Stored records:
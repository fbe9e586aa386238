//! Translated text fields.
//!
//! Storage keeps one column per language (`name_fi`, `name_sv`, `name_en`)
//! plus a bare mirror column (`name`) holding the default-language text. The
//! wire format nests them: `"name": {"fi": "...", "en": "..."}`, or `null`
//! when no language has a value.

use serde_json::{Map, Value};
use thiserror::Error;

use crate::error::LinkedEventsError;

/// Languages that have storage columns.
pub const SUPPORTED_LANGUAGES: [&str; 3] = ["fi", "sv", "en"];

pub const EVENT_TRANSLATED_FIELDS: &[&str] = &[
    "name",
    "short_description",
    "description",
    "info_url",
    "location_extra_info",
    "provider",
];
pub const PLACE_TRANSLATED_FIELDS: &[&str] =
    &["name", "description", "street_address", "address_locality"];
pub const KEYWORD_TRANSLATED_FIELDS: &[&str] = &["name"];
pub const LANGUAGE_TRANSLATED_FIELDS: &[&str] = &["name"];
pub const OFFER_TRANSLATED_FIELDS: &[&str] = &["price", "info_url", "description"];

#[derive(Debug, Error, PartialEq, Eq)]
pub enum LanguageSetError {
    #[error("at least one language must be configured")]
    Empty,
    #[error("language '{0}' is listed more than once")]
    Duplicate(String),
    #[error("language '{0}' is not supported (supported: fi, sv, en)")]
    Unsupported(String),
}

/// Ordered list of active languages; the first one is the default.
#[derive(Debug, Clone, PartialEq, Eq)]
pub struct LanguageSet {
    codes: Vec<String>,
}

impl LanguageSet {
    pub fn new<I, S>(codes: I) -> Result<Self, LanguageSetError>
    where
        I: IntoIterator<Item = S>,
        S: Into<String>,
    {
        let mut validated: Vec<String> = Vec::new();
        for code in codes {
            let code = code.into().trim().to_ascii_lowercase();
            if !SUPPORTED_LANGUAGES.contains(&code.as_str()) {
                return Err(LanguageSetError::Unsupported(code));
            }
            if validated.contains(&code) {
                return Err(LanguageSetError::Duplicate(code));
            }
            validated.push(code);
        }
        if validated.is_empty() {
            return Err(LanguageSetError::Empty);
        }
        Ok(Self { codes: validated })
    }

    pub fn default_language(&self) -> &str {
        &self.codes[0]
    }

    pub fn contains(&self, code: &str) -> bool {
        self.codes.iter().any(|c| c == code)
    }

    pub fn iter(&self) -> impl Iterator<Item = &str> {
        self.codes.iter().map(String::as_str)
    }

    /// Comma separated, in configured order.
    pub fn joined(&self) -> String {
        self.codes.join(",")
    }

    /// Check a `language` request parameter, defaulting to the first language.
    pub fn resolve(&self, requested: Option<&str>) -> Result<String, LinkedEventsError> {
        match requested.map(str::trim).filter(|l| !l.is_empty()) {
            None => Ok(self.default_language().to_string()),
            Some(lang) if self.contains(lang) => Ok(lang.to_string()),
            Some(_) => Err(LinkedEventsError::InvalidLanguage(self.joined())),
        }
    }
}

impl Default for LanguageSet {
    fn default() -> Self {
        Self {
            codes: SUPPORTED_LANGUAGES.iter().map(|c| c.to_string()).collect(),
        }
    }
}

/// Storage column name for `field` in `lang`.
pub fn column(field: &str, lang: &str) -> String {
    format!("{field}_{lang}")
}

fn present(value: Option<&Value>) -> Option<Value> {
    value.filter(|v| !v.is_null()).cloned()
}

/// Storage form to wire form, in place.
///
/// Every per-language column of a translated field is removed and the bare
/// column is replaced by the nested language map (or `null`).
pub fn decode(flat: &mut Map<String, Value>, fields: &[&str], langs: &LanguageSet) {
    for field in fields {
        let mut nested = Map::new();
        for lang in langs.iter() {
            let mut value = present(flat.get(&column(field, lang)));
            if value.is_none() && lang == langs.default_language() {
                value = present(flat.get(*field));
            }
            if let Some(value) = value {
                nested.insert(lang.to_string(), value);
            }
        }

        for lang in SUPPORTED_LANGUAGES {
            flat.remove(&column(field, lang));
        }
        let decoded = if nested.is_empty() {
            Value::Null
        } else {
            Value::Object(nested)
        };
        flat.insert(field.to_string(), decoded);
    }
}

/// Wire form to storage form, in place.
///
/// A nested value writes `field_<lang>` for each configured language it
/// carries; the default language also writes the bare column. Other keys of
/// the nested object are dropped, as are per-language columns sent directly
/// by the client. Absent or `null` fields leave storage untouched.
pub fn encode(
    payload: &mut Map<String, Value>,
    fields: &[&str],
    langs: &LanguageSet,
) -> Result<(), LinkedEventsError> {
    for field in fields {
        for lang in SUPPORTED_LANGUAGES {
            payload.remove(&column(field, lang));
        }

        let nested = match payload.remove(*field) {
            None | Some(Value::Null) => continue,
            Some(Value::Object(nested)) => nested,
            Some(_) => {
                return Err(LinkedEventsError::InvalidPayload(format!(
                    "{field}: expected an object of language → text"
                )));
            }
        };

        for (lang, value) in nested {
            if !langs.contains(&lang) {
                continue;
            }
            if !(value.is_string() || value.is_null()) {
                return Err(LinkedEventsError::InvalidPayload(format!(
                    "{field}.{lang}: expected text"
                )));
            }
            if lang == langs.default_language() {
                payload.insert(field.to_string(), value.clone());
            }
            payload.insert(column(field, &lang), value);
        }
    }
    Ok(())
}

Goal of the exercise: From the opening line of the data above, please print each line as written up to and including the line that contains "pub const PLACE_TRANSLATED_FIELDS: &[&str]", and nothing more.

Expected answer:
repository fbe9e586aa386238
//! Translated text fields.
//!
//! Storage keeps one column per language (`name_fi`, `name_sv`, `name_en`)
//! plus a bare mirror column (`name`) holding the default-language text. The
//! wire format nests them: `"name": {"fi": "...", "en": "..."}`, or `null`
//! when no language has a value.

use serde_json::{Map, Value};
use thiserror::Error;

use crate::error::LinkedEventsError;

/// Languages that have storage columns.
pub const SUPPORTED_LANGUAGES: [&str; 3] = ["fi", "sv", "en"];

pub const EVENT_TRANSLATED_FIELDS: &[&str] = &[
    "name",
    "short_description",
    "description",
    "info_url",
    "location_extra_info",
    "provider",
];
pub const PLACE_TRANSLATED_FIELDS: &[&str] =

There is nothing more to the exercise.